## ABOUT THIS EXERCISE
Output the records. Match them exactly.

## DATA EXCERPTS
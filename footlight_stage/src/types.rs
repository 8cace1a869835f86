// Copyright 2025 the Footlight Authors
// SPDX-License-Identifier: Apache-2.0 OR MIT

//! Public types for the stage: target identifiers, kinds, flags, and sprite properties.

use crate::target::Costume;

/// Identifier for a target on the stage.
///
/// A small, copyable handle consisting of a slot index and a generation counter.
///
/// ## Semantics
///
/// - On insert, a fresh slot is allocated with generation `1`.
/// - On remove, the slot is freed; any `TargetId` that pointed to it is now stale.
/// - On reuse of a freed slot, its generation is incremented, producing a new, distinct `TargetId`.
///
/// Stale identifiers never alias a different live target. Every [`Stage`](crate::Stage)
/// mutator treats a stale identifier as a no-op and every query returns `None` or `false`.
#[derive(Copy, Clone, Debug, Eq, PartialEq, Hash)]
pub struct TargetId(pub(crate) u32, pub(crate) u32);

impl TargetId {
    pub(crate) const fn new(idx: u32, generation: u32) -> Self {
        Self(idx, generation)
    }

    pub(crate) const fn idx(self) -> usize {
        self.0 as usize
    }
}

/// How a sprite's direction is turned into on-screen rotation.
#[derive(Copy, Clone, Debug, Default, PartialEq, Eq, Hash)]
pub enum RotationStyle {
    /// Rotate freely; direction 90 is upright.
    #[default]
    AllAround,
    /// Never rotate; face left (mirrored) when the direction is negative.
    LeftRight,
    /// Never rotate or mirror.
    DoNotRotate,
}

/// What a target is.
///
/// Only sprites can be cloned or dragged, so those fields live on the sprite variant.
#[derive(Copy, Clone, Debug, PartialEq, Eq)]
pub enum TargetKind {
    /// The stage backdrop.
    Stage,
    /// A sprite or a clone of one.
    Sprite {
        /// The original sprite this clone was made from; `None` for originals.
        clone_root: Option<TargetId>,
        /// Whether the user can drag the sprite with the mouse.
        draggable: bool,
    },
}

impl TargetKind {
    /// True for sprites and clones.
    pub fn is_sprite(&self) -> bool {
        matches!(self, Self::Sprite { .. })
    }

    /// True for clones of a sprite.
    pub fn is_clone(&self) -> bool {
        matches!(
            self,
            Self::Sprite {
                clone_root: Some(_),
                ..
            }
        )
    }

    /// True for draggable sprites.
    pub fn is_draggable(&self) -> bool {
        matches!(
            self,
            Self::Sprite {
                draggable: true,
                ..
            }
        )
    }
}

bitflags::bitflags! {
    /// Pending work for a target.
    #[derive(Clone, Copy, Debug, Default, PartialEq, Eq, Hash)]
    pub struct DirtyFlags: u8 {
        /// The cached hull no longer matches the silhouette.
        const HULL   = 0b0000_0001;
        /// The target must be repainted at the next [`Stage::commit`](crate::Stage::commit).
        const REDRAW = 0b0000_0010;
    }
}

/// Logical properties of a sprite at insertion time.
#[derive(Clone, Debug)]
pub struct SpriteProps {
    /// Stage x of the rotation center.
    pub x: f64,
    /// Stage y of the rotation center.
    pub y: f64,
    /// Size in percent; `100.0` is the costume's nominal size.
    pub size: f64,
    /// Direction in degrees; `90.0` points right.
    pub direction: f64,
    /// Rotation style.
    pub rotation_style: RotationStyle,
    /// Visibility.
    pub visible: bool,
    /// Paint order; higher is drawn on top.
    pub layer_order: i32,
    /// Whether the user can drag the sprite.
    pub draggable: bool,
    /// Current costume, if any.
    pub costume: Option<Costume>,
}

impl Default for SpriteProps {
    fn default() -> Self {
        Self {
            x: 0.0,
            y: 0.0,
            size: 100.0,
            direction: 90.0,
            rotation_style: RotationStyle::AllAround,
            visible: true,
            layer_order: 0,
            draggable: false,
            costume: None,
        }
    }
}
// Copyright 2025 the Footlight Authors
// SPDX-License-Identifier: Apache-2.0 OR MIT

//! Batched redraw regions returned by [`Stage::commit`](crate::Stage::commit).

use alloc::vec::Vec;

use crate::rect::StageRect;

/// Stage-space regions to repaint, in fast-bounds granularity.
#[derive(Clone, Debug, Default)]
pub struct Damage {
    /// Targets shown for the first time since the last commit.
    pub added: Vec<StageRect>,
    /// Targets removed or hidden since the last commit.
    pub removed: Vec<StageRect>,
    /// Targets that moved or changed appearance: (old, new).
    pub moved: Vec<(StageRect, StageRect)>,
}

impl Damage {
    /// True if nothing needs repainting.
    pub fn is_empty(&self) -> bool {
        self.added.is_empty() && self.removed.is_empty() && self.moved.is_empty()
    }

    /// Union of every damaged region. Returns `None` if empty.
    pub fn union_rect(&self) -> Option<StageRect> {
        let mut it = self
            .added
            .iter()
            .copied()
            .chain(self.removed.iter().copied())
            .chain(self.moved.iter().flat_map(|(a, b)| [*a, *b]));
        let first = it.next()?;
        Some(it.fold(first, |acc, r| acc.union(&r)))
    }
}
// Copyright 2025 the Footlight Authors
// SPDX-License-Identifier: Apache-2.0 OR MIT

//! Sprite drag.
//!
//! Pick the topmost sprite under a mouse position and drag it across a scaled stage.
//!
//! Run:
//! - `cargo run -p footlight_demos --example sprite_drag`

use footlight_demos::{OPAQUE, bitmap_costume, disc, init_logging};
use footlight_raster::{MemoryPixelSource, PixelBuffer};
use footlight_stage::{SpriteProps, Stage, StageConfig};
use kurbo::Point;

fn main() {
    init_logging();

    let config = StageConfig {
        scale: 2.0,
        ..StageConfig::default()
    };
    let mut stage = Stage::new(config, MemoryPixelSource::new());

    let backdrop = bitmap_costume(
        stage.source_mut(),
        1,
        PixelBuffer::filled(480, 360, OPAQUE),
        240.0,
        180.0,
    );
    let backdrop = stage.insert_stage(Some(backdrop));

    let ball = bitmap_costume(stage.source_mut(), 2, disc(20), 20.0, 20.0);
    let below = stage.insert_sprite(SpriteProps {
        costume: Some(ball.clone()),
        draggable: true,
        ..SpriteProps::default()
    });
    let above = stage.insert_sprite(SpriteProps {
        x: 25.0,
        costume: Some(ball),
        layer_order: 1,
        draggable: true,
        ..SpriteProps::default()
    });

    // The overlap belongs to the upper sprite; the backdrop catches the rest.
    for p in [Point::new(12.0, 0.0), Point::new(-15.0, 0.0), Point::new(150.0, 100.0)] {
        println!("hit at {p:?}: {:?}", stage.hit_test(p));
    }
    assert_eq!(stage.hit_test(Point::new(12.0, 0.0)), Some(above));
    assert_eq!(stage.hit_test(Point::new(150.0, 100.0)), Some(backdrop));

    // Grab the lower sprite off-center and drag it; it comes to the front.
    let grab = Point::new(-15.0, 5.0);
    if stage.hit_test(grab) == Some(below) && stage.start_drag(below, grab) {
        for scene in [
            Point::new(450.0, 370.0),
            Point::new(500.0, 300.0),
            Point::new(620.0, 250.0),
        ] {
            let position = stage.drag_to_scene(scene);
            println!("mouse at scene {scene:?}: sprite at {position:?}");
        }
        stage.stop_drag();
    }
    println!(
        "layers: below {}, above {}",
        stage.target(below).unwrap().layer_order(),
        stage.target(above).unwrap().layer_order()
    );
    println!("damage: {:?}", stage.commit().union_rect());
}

## ANSWER SECTION
filename footlight_stage/src/types.rs
repository 8cace1a869835f86
// Copyright 2025 the Footlight Authors
// SPDX-License-Identifier: Apache-2.0 OR MIT

//! Public types for the stage: target identifiers, kinds, flags, and sprite properties.

use crate::target::Costume;

/// Identifier for a target on the stage.
///
/// A small, copyable handle consisting of a slot index and a generation counter.
///
/// ## Semantics
///
/// - On insert, a fresh slot is allocated with generation `1`.
/// - On remove, the slot is freed; any `TargetId` that pointed to it is now stale.
/// - On reuse of a freed slot, its generation is incremented, producing a new, distinct `TargetId`.
///
/// Stale identifiers never alias a different live target. Every [`Stage`](crate::Stage)
/// mutator treats a stale identifier as a no-op and every query returns `None` or `false`.
#[derive(Copy, Clone, Debug, Eq, PartialEq, Hash)]
pub struct TargetId(pub(crate) u32, pub(crate) u32);

impl TargetId {
    pub(crate) const fn new(idx: u32, generation: u32) -> Self {
        Self(idx, generation)
    }

    pub(crate) const fn idx(self) -> usize {
        self.0 as usize
    }
}

/// How a sprite's direction is turned into on-screen rotation.
#[derive(Copy, Clone, Debug, Default, PartialEq, Eq, Hash)]
pub enum RotationStyle {
    /// Rotate freely; direction 90 is upright.
    #[default]
    AllAround,
    /// Never rotate; face left (mirrored) when the direction is negative.
    LeftRight,
    /// Never rotate or mirror.
    DoNotRotate,
}

/// What a target is.
///
/// Only sprites can be cloned or dragged, so those fields live on the sprite variant.
#[derive(Copy, Clone, Debug, PartialEq, Eq)]
pub enum TargetKind {
    /// The stage backdrop.
    Stage,
    /// A sprite or a clone of one.
    Sprite {
        /// The original sprite this clone was made from; `None` for originals.
        clone_root: Option<TargetId>,
        /// Whether the user can drag the sprite with the mouse.
        draggable: bool,
    },
}

impl TargetKind {
    /// True for sprites and clones.
    pub fn is_sprite(&self) -> bool {
        matches!(self, Self::Sprite { .. })
    }

    /// True for clones of a sprite.
    pub fn is_clone(&self) -> bool {
        matches!(
            self,
            Self::Sprite {
                clone_root: Some(_),
                ..
            }
        )
    }

    /// True for draggable sprites.
    pub fn is_draggable(&self) -> bool {
        matches!(
            self,
            Self::Sprite {
                draggable: true,
                ..
            }
        )
    }
}

bitflags::bitflags! {
    /// Pending work for a target.
    #[derive(Clone, Copy, Debug, Default, PartialEq, Eq, Hash)]
    pub struct DirtyFlags: u8 {
        /// The cached hull no longer matches the silhouette.
        const HULL   = 0b0000_0001;
        /// The target must be repainted at the next [`Stage::commit`](crate::Stage::commit).
        const REDRAW = 0b0000_0010;
    }
}

/// Logical properties of a sprite at insertion time.
#[derive(Clone, Debug)]
pub struct SpriteProps {
    /// Stage x of the rotation center.
    pub x: f64,
    /// Stage y of the rotation center.
    pub y: f64,
    /// Size in percent; `100.0` is the costume's nominal size.
    pub size: f64,
    /// Direction in degrees; `90.0` points right.
    pub direction: f64,
    /// Rotation style.
    pub rotation_style: RotationStyle,
    /// Visibility.
    pub visible: bool,
    /// Paint order; higher is drawn on top.
    pub layer_order: i32,
    /// Whether the user can drag the sprite.
    pub draggable: bool,
    /// Current costume, if any.
    pub costume: Option<Costume>,
}

impl Default for SpriteProps {
    fn default() -> Self {
        Self {
            x: 0.0,
            y: 0.0,
            size: 100.0,
            direction: 90.0,
            rotation_style: RotationStyle::AllAround,
            visible: true,
            layer_order: 0,
            draggable: false,
            costume: None,
        }
    }
}
// Copyright 2025 the Footlight Authors
// SPDX-License-Identifier: Apache-2.0 OR MIT

//! Batched redraw regions returned by [`Stage::commit`](crate::Stage::commit).

use alloc::vec::Vec;

use crate::rect::StageRect;

/// Stage-space regions to repaint, in fast-bounds granularity.
#[derive(Clone, Debug, Default)]
pub struct Damage {
    /// Targets shown for the first time since the last commit.
    pub added: Vec<StageRect>,
    /// Targets removed or hidden since the last commit.
    pub removed: Vec<StageRect>,
    /// Targets that moved or changed appearance: (old, new).
    pub moved: Vec<(StageRect, StageRect)>,
}

impl Damage {
    /// True if nothing needs repainting.
    pub fn is_empty(&self) -> bool {
        self.added.is_empty() && self.removed.is_empty() && self.moved.is_empty()
    }

    /// Union of every damaged region. Returns `None` if empty.
    pub fn union_rect(&self) -> Option<StageRect> {
        let mut it = self
            .added
            .iter()
            .copied()
            .chain(self.removed.iter().copied())
            .chain(self.moved.iter().flat_map(|(a, b)| [*a, *b]));
        let first = it.next()?;
        Some(it.fold(first, |acc, r| acc.union(&r)))
    }
}
// Copyright 2025 the Footlight Authors
// SPDX-License-Identifier: Apache-2.0 OR MIT

//! Sprite drag.
//!
//! Pick the topmost sprite under a mouse position and drag it across a scaled stage.
//!
//! Run:
//! - `cargo run -p footlight_demos --example sprite_drag`

use footlight_demos::{OPAQUE, bitmap_costume, disc, init_logging};
use footlight_raster::{MemoryPixelSource, PixelBuffer};
use footlight_stage::{SpriteProps, Stage, StageConfig};
use kurbo::Point;

fn main() {
    init_logging();

    let config = StageConfig {
        scale: 2.0,
        ..StageConfig::default()
    };
    let mut stage = Stage::new(config, MemoryPixelSource::new());

    let backdrop = bitmap_costume(
        stage.source_mut(),
        1,
        PixelBuffer::filled(480, 360, OPAQUE),
        240.0,
        180.0,
    );
    let backdrop = stage.insert_stage(Some(backdrop));

    let ball = bitmap_costume(stage.source_mut(), 2, disc(20), 20.0, 20.0);
    let below = stage.insert_sprite(SpriteProps {
        costume: Some(ball.clone()),
        draggable: true,
        ..SpriteProps::default()
    });
    let above = stage.insert_sprite(SpriteProps {
        x: 25.0,
        costume: Some(ball),
        layer_order: 1,
        draggable: true,
        ..SpriteProps::default()
    });

    // The overlap belongs to the upper sprite; the backdrop catches the rest.
    for p in [Point::new(12.0, 0.0), Point::new(-15.0, 0.0), Point::new(150.0, 100.0)] {
        println!("hit at {p:?}: {:?}", stage.hit_test(p));
    }
    assert_eq!(stage.hit_test(Point::new(12.0, 0.0)), Some(above));
    assert_eq!(stage.hit_test(Point::new(150.0, 100.0)), Some(backdrop));

    // Grab the lower sprite off-center and drag it; it comes to the front.
    let grab = Point::new(-15.0, 5.0);
    if stage.hit_test(grab) == Some(below) && stage.start_drag(below, grab) {
        for scene in [
            Point::new(450.0, 370.0),
            Point::new(500.0, 300.0),
            Point::new(620.0, 250.0),
        ] {
            let position = stage.drag_to_scene(scene);
            println!("mouse at scene {scene:?}: sprite at {position:?}");
        }
        stage.stop_drag();
    }
    println!(
        "layers: below {}, above {}",
        stage.target(below).unwrap().layer_order(),
        stage.target(above).unwrap().layer_order()
    );
    println!("damage: {:?}", stage.commit().union_rect());
}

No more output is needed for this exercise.